L.A. Son by Roy Choi
Author:Roy Choi
Language: eng
Format: epub, mobi
Publisher: HarperCollins
CHAPTER 8
EMERIL
When we left the Bicycle Club, it was light outside. I fell asleep in the car and woke up from an Avatar dream and into the detox of infinite Korean love.
There were no words for this detox. My parents and I didn’t talk about what had happened. Sometimes, in Asian culture, it is all about the words—the stress and the lectures and the discipline and the heightened expectations. The constant nagging, the torture of never being good enough.
But sometimes, in the deepest of moments, there are no words. There is only food. There is a bowl of rice. There is kimchi. Broiled fish. Soups and noodles. Chopsticks and the newspaper. The only things that truly communicate forgiveness and repair a broken soul.

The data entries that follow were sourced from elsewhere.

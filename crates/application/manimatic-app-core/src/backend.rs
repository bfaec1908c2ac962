use futures::StreamExt;
use manimatic_core::{CompileRequest, FeaturesResponse, GenerateRequest, ModelsResponse};
use manimatic_infra::{default_http_client, ApiClient, TransportError};

use crate::ports::{BackendPort, EventStream};

/// [`BackendPort`] over HTTP and server-sent events.
#[derive(Clone)]
pub struct HttpBackend {
    api: ApiClient,
}

impl HttpBackend {
    pub fn new(base_url: &str) -> Result<Self, TransportError> {
        let api = ApiClient::new(default_http_client()?, base_url)?;
        Ok(Self { api })
    }

    pub fn from_client(api: ApiClient) -> Self {
        Self { api }
    }

    pub fn api(&self) -> &ApiClient {
        &self.api
    }
}

#[async_trait::async_trait]
impl BackendPort for HttpBackend {
    async fn probe(&self) -> Result<(), TransportError> {
        self.api.healthz().await
    }

    async fn fetch_features(&self) -> Result<FeaturesResponse, TransportError> {
        self.api.features().await
    }

    async fn fetch_models(&self) -> Result<ModelsResponse, TransportError> {
        self.api.models().await
    }

    async fn submit_generate(&self, req: &GenerateRequest) -> Result<(), TransportError> {
        self.api.generate(req).await
    }

    async fn submit_compile(&self, req: &CompileRequest) -> Result<(), TransportError> {
        self.api.compile(req).await
    }

    async fn open_events(&self) -> Result<EventStream, TransportError> {
        let frames = self.api.events().await?;
        let data = frames.filter_map(|frame| async move {
            match frame {
                Ok(f) if f.is_message() => Some(Ok(f.data)),
                Ok(_) => None,
                Err(e) => Some(Err(e)),
            }
        });
        Ok(data.boxed())
    }
}
pub mod commands;
pub mod events;
pub mod reducer;
pub mod store;

pub use commands::SessionCommand;
pub use events::SessionEvent;
pub use reducer::reduce;
pub use store::SessionStore;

I was to be repaired at my parents’ Coto de Caza house in Mission Viejo, the same place I had stolen from and used as a surplus center to supply my low-life pawns. It looked like a Miami bungalow, painted bright flamingo pink, with shaded palm trees and windows cascading light in from everywhere. Around us were meandering foothills, soaring falcons, families on horseback. The Saddleback Mountains loomed over the landscape, and a creek dribbled water across the fairway—frogs straight out of a Disney movie would ribbet throughout the night. You might see a mountain lion on the prowl, a coyote chasing bunny rabbits, or a golf ball sailing across the sky toward a sea of bright green.
I hated the place from the moment they moved in. I hated how boring it was, and I abhorred the senseless affluence. But the day my parents brought me back from the Bicycle Club was the day I finally saw past all that and discovered the genuine beauty in the nature surrounding Coto de Caza. Besides, I was exhausted, I had lost all my friends, and I had nowhere left to run. At least there on the seventeenth fairway, I could hide from everyone. Everyone, that was, but myself.
The detox took weeks. I was just twenty-four years old, but between my lost week in New York and my lost years at the tables, I had become frail to the bone. Everything in me was sick. My mind was filled with white noise. I couldn’t think. I had to come to terms with the fact that I had begged, borrowed, stolen, and lost everything. That I had let everyone down, including my friends and especially my family. For days on end, I stayed in my pajamas and stared at the TV and at the pages of books, trying to relearn how to piece words together to form sentences. When my parents left for work at 9:00 A.M. and returned at 7:00 P.M., I was still on the couch where they had left me, empty bowls of food and crumbs everywhere. Towering over me at the end of the day, my parents could do only what they knew to do: keep feeding me, bowl after bowl, hoping their walking dead of a son would come back to life.